Bujangga Manik adalah seorang anggota keluarga kerajaan yang memilih menjadi resi (tokoh agama Hindu) pada akhir era Padjadjaran yang menuliskan kisah perjalanannya dari Bogor Jawa Barat sampai ke pulau Bali. Konon, nama aslinya adalah Prabu Jaya Pakuan. Dua kali dia melakukan perjalanan yang dituliskannya pada daun palem, dengan bahasa Sunda buhun yang rapi dan berirama. Setiap kalimat hanya terdiri atas delapan suku kata. Presisi sampai berlembar-lembar lebih dari 1.500 baris.
Baca Juga: Kenapa Guru Diwajibkan Menulis?
Perjalanan pertamanya hanya sampai ke Pemalang Jawa Tengah, di sekitar Kali Comal melewati Gunung Ciremai Kuningan dan Brebes. Dia kembali ke Bogor karena rindu kepada ibundanya. Perjalanan kedua dilakukannya beberapa tahun kemudian sampai ke Bali. Dalam naskah ini, Bujangga Manik menyebutkan tak kurang dari 450 tempat (sungai, bukit, dan wilayah berpenduduk) sepanjang Jawa sampai Bali.
Sebagian besar nama tempat itu masih digunakan hingga saat ini. Sesuai naskahnya, Bujangga Manik kembali ke Jawa Barat melalui jalur selatan, singgah di Gunung Cikuray Garut (tempat Kai Raga menulis) dan memghabiskan sisa hidupnya di sekitar hulu sungai Cisokan dekat Gunung Patoha. Kalau sekarang ditelusuri berarti masuk wilayah Cianjur bagian selatan. Tak begitu jauh dari tempat saya lahir. Cihea, sungai tempat bermain masa kecil saya, juga disebut dalam naskah Bujangga Manik.

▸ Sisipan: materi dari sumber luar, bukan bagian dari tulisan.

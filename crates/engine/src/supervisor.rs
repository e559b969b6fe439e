use std::{
    fmt, io,
    path::PathBuf,
    process::Stdio,
    time::Duration,
};

use chrono::{DateTime, Local};
use nix::{
    errno::Errno,
    sys::signal::{kill, Signal},
    unistd::Pid,
};
use serde::Serialize;
use thiserror::Error;
use tokio::{
    process::Command,
    sync::{watch, Mutex},
};
use tracing::{debug, error, info, warn};

use crate::{
    builder::{self, ConfigError},
    config::StreamConfig,
    monitor::{self, ExitOutcome, ExitSlot},
};

/// How long a stopping engine gets to exit on its own after being
/// interrupted before it is killed.
pub const GRACEFUL_STOP_TIMEOUT: Duration = Duration::from_secs(10);

#[derive(Clone, Debug)]
pub struct SupervisorOptions {
    /// Engine executable, resolved through `PATH` if it is not a path.
    pub program: PathBuf,
    /// Arguments placed before the generated ones, for wrappers such as
    /// `nice -n 10 ffmpeg`.
    pub program_args: Vec<String>,
    pub stop_timeout: Duration,
}

impl Default for SupervisorOptions {
    fn default() -> Self {
        Self {
            program: PathBuf::from("ffmpeg"),
            program_args: Vec::new(),
            stop_timeout: GRACEFUL_STOP_TIMEOUT,
        }
    }
}

#[derive(Copy, Clone, Debug, PartialEq, Eq, Serialize)]
#[serde(rename_all = "snake_case")]
pub enum ProcessState {
    Stopped,
    Starting,
    Running,
    Stopping,
}

#[derive(Debug, Error)]
pub enum SupervisorError {
    #[error(transparent)]
    Config(#[from] ConfigError),

    #[error("failed to launch engine {}", program.display())]
    Spawn {
        program: PathBuf,
        #[source]
        source: io::Error,
    },
}

/// Identity of one engine generation.
#[derive(Clone, Debug, PartialEq, Serialize)]
pub struct ProcessInfo {
    pub pid: u32,
    /// Full command line, program first.
    pub argv: Vec<String>,
    #[serde(serialize_with = "sr_serde_util::serialize_time")]
    pub started_at: DateTime<Local>,
    pub generation: u64,
}

#[derive(Copy, Clone, Debug, PartialEq, Eq, Serialize)]
pub struct GenerationExit {
    pub generation: u64,
    pub outcome: ExitOutcome,
}

#[derive(Copy, Clone, Debug, PartialEq, Eq)]
pub enum StopOutcome {
    /// There was no engine to stop.
    AlreadyStopped,
    /// The engine had already exited on its own; no signal was sent.
    Exited(ExitOutcome),
    /// The engine exited after being interrupted.
    Graceful(ExitOutcome),
    /// The engine ignored the interrupt and was killed.
    Forced(ExitOutcome),
}

impl fmt::Display for StopOutcome {
    fn fmt(&self, f: &mut fmt::Formatter<'_>) -> fmt::Result {
        match self {
            StopOutcome::AlreadyStopped => write!(f, "engine was not running"),
            StopOutcome::Exited(exit) => write!(f, "engine had already exited ({:?})", exit),
            StopOutcome::Graceful(exit) => write!(f, "engine stopped ({:?})", exit),
            StopOutcome::Forced(exit) => {
                write!(f, "engine did not stop in time and was killed ({:?})", exit)
            }
        }
    }
}

/// What the supervisor last published. Readers get a copy without touching
/// the transition lock.
#[derive(Clone, Debug)]
pub struct SupervisorSnapshot {
    pub state: ProcessState,
    pub process: Option<ProcessInfo>,
    pub exit: Option<ExitSlot>,
    /// Configuration the current or most recent generation was started with.
    pub config: Option<StreamConfig>,
    /// Outcome of the most recent generation that was stopped.
    pub last_exit: Option<GenerationExit>,
}

struct ProcessHandle {
    info: ProcessInfo,
    exit: ExitSlot,
}

#[derive(Default)]
struct Inner {
    handle: Option<ProcessHandle>,
    generation: u64,
}

/// Owns at most one running engine process.
///
/// `start` and `stop` are serialized by a single lock, so two callers can
/// never both spawn an engine, and a new engine is only ever started after
/// the previous one has been reaped.
pub struct ProcessSupervisor {
    options: SupervisorOptions,
    inner: Mutex<Inner>,
    snapshot: watch::Sender<SupervisorSnapshot>,
}

impl ProcessSupervisor {
    pub fn new(options: SupervisorOptions) -> Self {
        let (snapshot, _) = watch::channel(SupervisorSnapshot {
            state: ProcessState::Stopped,
            process: None,
            exit: None,
            config: None,
            last_exit: None,
        });

        Self {
            options,
            inner: Mutex::new(Inner::default()),
            snapshot,
        }
    }

    pub fn snapshot(&self) -> SupervisorSnapshot {
        self.snapshot.borrow().clone()
    }

    /// Starts an engine for `config`, stopping the current one first.
    pub async fn start(&self, config: &StreamConfig) -> Result<ProcessInfo, SupervisorError> {
        let mut inner = self.inner.lock().await;

        if inner.handle.is_some() {
            debug!("stopping previous engine before starting a new one");
            self.stop_locked(&mut inner).await;
        }

        let args = builder::build(config)?;

        self.snapshot
            .send_modify(|snapshot| snapshot.state = ProcessState::Starting);

        let mut argv = vec![self.options.program.display().to_string()];
        argv.extend(self.options.program_args.iter().cloned());
        argv.extend(args);
        info!("starting engine: {}", argv.join(" "));

        let spawned = Command::new(&self.options.program)
            .args(&argv[1..])
            .stdin(Stdio::null())
            .stdout(Stdio::piped())
            .stderr(Stdio::piped())
            .kill_on_drop(true)
            .spawn();

        let (child, pid) = match spawned {
            Ok(child) => match child.id() {
                Some(pid) => (child, pid),
                None => {
                    return Err(self.spawn_failed(io::Error::new(
                        io::ErrorKind::Other,
                        "engine exited before it could be tracked",
                    )))
                }
            },
            Err(err) => return Err(self.spawn_failed(err)),
        };

        inner.generation += 1;
        let info = ProcessInfo {
            pid,
            argv,
            started_at: Local::now(),
            generation: inner.generation,
        };

        let exit = monitor::spawn(info.generation, pid, child);

        info!(generation = info.generation, pid, "engine started");

        self.snapshot.send_modify(|snapshot| {
            snapshot.state = ProcessState::Running;
            snapshot.process = Some(info.clone());
            snapshot.exit = Some(exit.clone());
            snapshot.config = Some(config.clone());
        });

        inner.handle = Some(ProcessHandle {
            info: info.clone(),
            exit,
        });

        Ok(info)
    }

    /// Stops the engine if one is running. Returns once the process has been
    /// reaped; calling it with nothing running is a no-op.
    pub async fn stop(&self) -> StopOutcome {
        let mut inner = self.inner.lock().await;
        self.stop_locked(&mut inner).await
    }

    /// Stops the engine and starts a new one. [`ProcessSupervisor::start`]
    /// already stops the previous engine under the same lock, which leaves no
    /// window for another caller between the two steps; prefer it.
    pub async fn restart(&self, config: &StreamConfig) -> Result<ProcessInfo, SupervisorError> {
        self.stop().await;
        self.start(config).await
    }

    fn spawn_failed(&self, source: io::Error) -> SupervisorError {
        error!(
            "failed to launch engine {}: {}",
            self.options.program.display(),
            source
        );

        self.snapshot
            .send_modify(|snapshot| snapshot.state = ProcessState::Stopped);

        SupervisorError::Spawn {
            program: self.options.program.clone(),
            source,
        }
    }

    async fn stop_locked(&self, inner: &mut Inner) -> StopOutcome {
        let handle = match inner.handle.as_ref() {
            Some(handle) => handle,
            None => return StopOutcome::AlreadyStopped,
        };

        let ProcessInfo {
            pid, generation, ..
        } = handle.info;
        let mut exit = handle.exit.clone();

        self.snapshot
            .send_modify(|snapshot| snapshot.state = ProcessState::Stopping);

        let already_exited = *exit.borrow();
        let stopped = match already_exited {
            Some(outcome) => {
                debug!(generation, pid, "engine already exited, clearing handle");
                StopOutcome::Exited(outcome)
            }
            None => {
                info!(generation, pid, "stopping engine");
                send_signal(pid, Signal::SIGINT);

                match tokio::time::timeout(
                    self.options.stop_timeout,
                    monitor::wait_for_exit(&mut exit),
                )
                .await
                {
                    Ok(outcome) => StopOutcome::Graceful(outcome),
                    Err(_) => {
                        warn!(
                            generation,
                            pid,
                            "engine did not stop within {:?}, killing it",
                            self.options.stop_timeout
                        );
                        send_signal(pid, Signal::SIGKILL);
                        StopOutcome::Forced(monitor::wait_for_exit(&mut exit).await)
                    }
                }
            }
        };

        let outcome = match stopped {
            StopOutcome::Exited(outcome)
            | StopOutcome::Graceful(outcome)
            | StopOutcome::Forced(outcome) => outcome,
            StopOutcome::AlreadyStopped => ExitOutcome::Unknown,
        };

        inner.handle = None;

        self.snapshot.send_modify(|snapshot| {
            snapshot.state = ProcessState::Stopped;
            snapshot.process = None;
            snapshot.exit = None;
            snapshot.last_exit = Some(GenerationExit {
                generation,
                outcome,
            });
        });

        info!(generation, pid, "engine stopped");

        stopped
    }
}

/// The process is not reaped until the monitor collects it, so its pid
/// cannot have been reused while a signal is being sent.
fn send_signal(pid: u32, signal: Signal) {
    match kill(Pid::from_raw(pid as i32), signal) {
        Ok(()) => debug!(pid, "sent {}", signal),
        Err(Errno::ESRCH) => debug!(pid, "engine was already gone when sending {}", signal),
        Err(err) => warn!(pid, "failed to send {}: {}", signal, err),
    }
}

Menilik catatan sejarah, Bujangga Manik layak dinobatkan sebagai penulis perjalanan pertama di Tatar Sunda. Istilah masa kini mungkin kita sebut saja sebagai ‘Travel Writer’. Kalau Eropa punya Tome Pires (abad ke-13) dan Marcopolo (abad ke-16) yang terkenal dengan catatan perjalanannya, maka Urang Sunda punya Bujangga Manik (abad ke-16).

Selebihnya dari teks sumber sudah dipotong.